Yaro stared at me and I could see he was both curious and insulted. “My father and grandfather believe, and because I respect them, I must appear to believe also, so as not to make them feel small. But if the mashetani were real, I’d leave Unguja immediately and go live in Nairobi.”

“What about uni?” 

He shrugged. “Sarah, if mashetani are real, it means I’ve understood nothing about life. I would go to Nairobi and just be a mechanic or sell petrol in a garage.”

A few days later, I left Unguja. I was anxious to deal with my affairs. My existence in London was simple enough — typical, I think, of people who have no great need to collect possessions, pets, friends, or lovers, or life complications like beliefs, duties, obligations. I’d been a technical writer for some years, and my plan was to freelance and work from the island when I needed money.

I didn’t intend to renovate the house or modernize it much. I’d restore the street door and dolphins, sort out the kitchen, the beach door, the other door in the orange grove, and make the garden come alive; my heart beat hard at the thought of it.

When I returned to Unguja, I went straight to the hardware store where I bought a shovel and walked with it past the moored fishing boats until I could see the wall of my house along the edge of the beach. It took some time to remove the build-up of sand, but once I’d got the beach door open again, I was as pleased as anything.

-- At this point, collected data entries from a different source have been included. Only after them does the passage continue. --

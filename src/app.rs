//! Main Loop
//!
//! Runs the single-threaded game loop at a fixed frame rate. Each frame flushes
//! coalesced pointer input, handles messages from worker threads, then hands a
//! snapshot of the clock and world state to the draw callback.

use std::sync::Arc;
use std::thread;
use std::time::{Duration, Instant};
use tracing::{debug, info};

use crate::input::MouseHandler;
use crate::shared::GameContext;
use crate::turns::TeamId;

/// What the draw step gets to see each frame
#[derive(Debug, Clone)]
pub struct FrameInfo {
    /// Frame counter, starting at 0
    pub frame: u64,
    /// Pointer callbacks run this frame
    pub input_callbacks: usize,
    /// Team whose turn it is
    pub active_team: TeamId,
    /// Clock text, `MM:SS:mmm`
    pub clock_text: String,
    /// Remaining time, `MM:SS` where it fits
    pub clock_short: String,
    /// Loot entries visible to the active player
    pub visible_loot: usize,
}

/// Totals of one [`GameApp::run`]
#[derive(Debug, Clone, Copy, Default, PartialEq, Eq)]
pub struct LoopReport {
    pub frames: u64,
    pub input_callbacks: usize,
}

/// Main loop coordinator
pub struct GameApp<E> {
    context: GameContext,
    mouse: Arc<MouseHandler<E>>,
    frame_time: Duration,
}

impl<E: Send + 'static> GameApp<E> {
    pub fn new(context: GameContext, mouse: Arc<MouseHandler<E>>) -> Self {
        let frame_time = context.config().game_loop.frame_time();
        Self {
            context,
            mouse,
            frame_time,
        }
    }

    pub fn context(&self) -> &GameContext {
        &self.context
    }

    /// Handler to register with the input dispatch thread
    pub fn mouse_handler(&self) -> Arc<MouseHandler<E>> {
        self.mouse.clone()
    }

    /// Run one frame without waiting. Returns `None` once a shutdown was
    /// requested.
    pub fn step(&self, frame: u64) -> Option<FrameInfo> {
        let input_callbacks = self.mouse.flush_callbacks();
        if !self.context.update() {
            return None;
        }

        Some(FrameInfo {
            frame,
            input_callbacks,
            active_team: self.context.turns().active_team().id(),
            clock_text: self.context.clock().display_string(),
            clock_short: self.context.remaining_short(),
            visible_loot: self.context.loot().visible_len(),
        })
    }

    /// Loop until `max_frames` frames ran or a shutdown message arrives
    pub fn run<F>(&self, max_frames: Option<u64>, mut draw: F) -> LoopReport
    where
        F: FnMut(&FrameInfo),
    {
        info!(
            "Main loop starting at {:.1} fps",
            1.0 / self.frame_time.as_secs_f64()
        );
        let mut report = LoopReport::default();

        while max_frames.map_or(true, |max| report.frames < max) {
            let frame_start = Instant::now();
            let Some(info) = self.step(report.frames) else {
                debug!("Shutdown requested");
                break;
            };
            report.input_callbacks += info.input_callbacks;
            draw(&info);
            report.frames += 1;

            if let Some(rest) = self.frame_time.checked_sub(frame_start.elapsed()) {
                thread::sleep(rest);
            }
        }

        info!("Main loop stopped after {} frame(s)", report.frames);
        report
    }
}
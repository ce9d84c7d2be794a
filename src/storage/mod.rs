//! Storage Layer
//!
//! Locates the per-user directory holding `config.toml`.

use anyhow::Result;
use std::path::PathBuf;

/// Get the configuration directory
pub fn get_config_dir() -> Result<PathBuf> {
    let proj_dirs = directories::ProjectDirs::from("com", "pfeile", "Pfeile")
        .ok_or_else(|| anyhow::anyhow!("Could not determine config directory"))?;

    let config_dir = proj_dirs.config_dir().to_path_buf();
    std::fs::create_dir_all(&config_dir)?;

    Ok(config_dir)
}

/// Path of the configuration file inside [`get_config_dir`]
pub fn config_path() -> Result<PathBuf> {
    Ok(get_config_dir()?.join("config.toml"))
}
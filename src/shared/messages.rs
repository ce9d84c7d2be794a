//! Messages posted to the main loop from other threads

/// Work the main loop picks up on its next frame
#[derive(Debug, Clone, Copy, PartialEq, Eq)]
pub enum LoopMessage {
    /// The turn clock ran out during turn number `turn`. Ignored if that turn
    /// already ended by the time the message is handled.
    TurnTimeOver { turn: u64 },
    /// Leave the main loop after the current frame
    Shutdown,
}
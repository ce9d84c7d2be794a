//! Tile visibility as seen by the active player

use parking_lot::RwLock;
use thiserror::Error;

/// Per-tile visibility classification
#[derive(Debug, Clone, Copy, PartialEq, Eq, Default)]
pub enum VisionStatus {
    /// Never seen
    #[default]
    Hidden,
    /// Seen before, not in sight now
    Revealed,
    /// Currently in sight
    Visible,
}

#[derive(Debug, Clone, PartialEq, Eq, Error)]
pub enum VisionError {
    #[error("tile ({x}, {y}) is outside the {width}x{height} world")]
    OutOfBounds { x: i32, y: i32, width: usize, height: usize },
    #[error("vision query failed: {0}")]
    Query(String),
}

/// Answers visibility questions for grid coordinates
pub trait VisionQuery: Send + Sync {
    fn vision_status_of(&self, grid_x: i32, grid_y: i32) -> Result<VisionStatus, VisionError>;
}

/// Row-major visibility grid
#[derive(Debug)]
pub struct VisionMap {
    width: usize,
    height: usize,
    tiles: RwLock<Vec<VisionStatus>>,
}

impl VisionMap {
    /// Create a map with every tile hidden
    pub fn new(width: usize, height: usize) -> Self {
        Self {
            width,
            height,
            tiles: RwLock::new(vec![VisionStatus::Hidden; width * height]),
        }
    }

    pub fn width(&self) -> usize {
        self.width
    }

    pub fn height(&self) -> usize {
        self.height
    }

    fn index(&self, grid_x: i32, grid_y: i32) -> Result<usize, VisionError> {
        let out_of_bounds = || VisionError::OutOfBounds {
            x: grid_x,
            y: grid_y,
            width: self.width,
            height: self.height,
        };
        let x = usize::try_from(grid_x).map_err(|_| out_of_bounds())?;
        let y = usize::try_from(grid_y).map_err(|_| out_of_bounds())?;
        if x >= self.width || y >= self.height {
            return Err(out_of_bounds());
        }
        Ok(y * self.width + x)
    }

    pub fn set_status(&self, grid_x: i32, grid_y: i32, status: VisionStatus) -> Result<(), VisionError> {
        let index = self.index(grid_x, grid_y)?;
        self.tiles.write()[index] = status;
        Ok(())
    }

    /// Mark tiles within `radius` (Chebyshev distance) of the center as visible
    /// and demote previously visible tiles to revealed.
    pub fn update_sight(&self, center_x: i32, center_y: i32, radius: i32) {
        let mut tiles = self.tiles.write();
        for tile in tiles.iter_mut() {
            if *tile == VisionStatus::Visible {
                *tile = VisionStatus::Revealed;
            }
        }
        for y in (center_y - radius)..=(center_y + radius) {
            for x in (center_x - radius)..=(center_x + radius) {
                if let Ok(index) = self.index(x, y) {
                    tiles[index] = VisionStatus::Visible;
                }
            }
        }
    }
}

impl VisionQuery for VisionMap {
    fn vision_status_of(&self, grid_x: i32, grid_y: i32) -> Result<VisionStatus, VisionError> {
        let index = self.index(grid_x, grid_y)?;
        Ok(self.tiles.read()[index])
    }
}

Yaro was willing to use his scooter to transport my things only as far as the street door. “You know those pillars?” I asked. “The standing one is leaning dangerously now; it’d be better if it was pushed over. A couple of men could probably do it,” I said.

“You shouldn’t touch the pillars. No one here will help you anyway. Uncle’s house is on the site of the old royal house. Those pillars are all that remain of it now.”

“You didn’t think to tell me that earlier?” I asked.

Yaro shrugged. “How could I know you’d be interested?”

I spent the first week working on the house. At the end of each day, I swam in the glorious sea and felt myself to be the luckiest and freest woman who ever was. On the day I worked on the street door and the dolphins, a large band of kids and their dogs settled down to watch me, silent and nervous. Perhaps it would’ve been less disconcerting if they had been noisy or rude, as kids are supposed to be.

I’d bought tools and a ladder, but couldn’t take the iron bars off the orange grove door. On Malindi road, at the ferry terminal, I found some young men from the mainland who agreed to help me. When the iron came away as one piece, I realized it was welded together in the middle and was meant to be a cross. I had the guys prop it up close to the house. 

The next afternoon rain came to the island, thundering down ferociously. The black night was very wet. The electricity had gone off, and I was sitting in the back room with a hurricane lamp. I became aware of an animal outside —  a large dog. It made a commotion in the bushes on the second terrace and a peculiar yipping noise. I went to the French windows, checked that they were locked, and peered out. I could see it, and then not see it. Its eyes gleamed from time to time. I figured that if it got in, it could get out again. As far as I knew there were no reported cases of rabies on the island, but still, I didn’t want to go out there. 

I went up to the bedroom and looked out into the garden. A pair of glowing eyes stared straight back up at me. It had come away from the bushes and was standing in the middle of the path. I did not like the stillness of it. The beast appeared huge. Turning away, I resolved to get curtains.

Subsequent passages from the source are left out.